- [PROBLEM TO SOLVE]:
Report each line of the entries below that has the word "when" in it.

★ ★ ★

// apps/kernel-server/src/server/auth.rs
// Purpose: Bearer-token extractor guarding every protected route.
// Architecture: API layer, Axum extractor
// Dependencies: Axum

use axum::{
    async_trait,
    extract::FromRequestParts,
    http::{request::Parts, StatusCode},
};
use std::sync::Arc;

use crate::server::AppState;

/// Succeeds when `Authorization: Bearer <token>` matches the configured
/// token, or when no token is configured at all (open mode for local dev).
/// `GET /health` never requires this extractor (spec.md §6).
pub struct AuthorizedRequest;

#[async_trait]
impl FromRequestParts<Arc<AppState>> for AuthorizedRequest {
    type Rejection = StatusCode;

    async fn from_request_parts(
        parts: &mut Parts,
        state: &Arc<AppState>,
    ) -> Result<Self, Self::Rejection> {
        let Some(expected) = &state.config.bearer_token else {
            return Ok(AuthorizedRequest);
        };

        let provided = parts
            .headers
            .get(axum::http::header::AUTHORIZATION)
            .and_then(|h| h.to_str().ok())
            .and_then(|h| h.strip_prefix("Bearer "));

        match provided {
            Some(token) if token == expected => Ok(AuthorizedRequest),
            _ => {
                tracing::warn!("rejected request with missing or invalid bearer token");
                Err(StatusCode::UNAUTHORIZED)
            }
        }
    }
}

★ ★ ★

- [ANSWER]:
/// Succeeds when `Authorization: Bearer <token>` matches the configured
/// token, or when no token is configured at all (open mode for local dev).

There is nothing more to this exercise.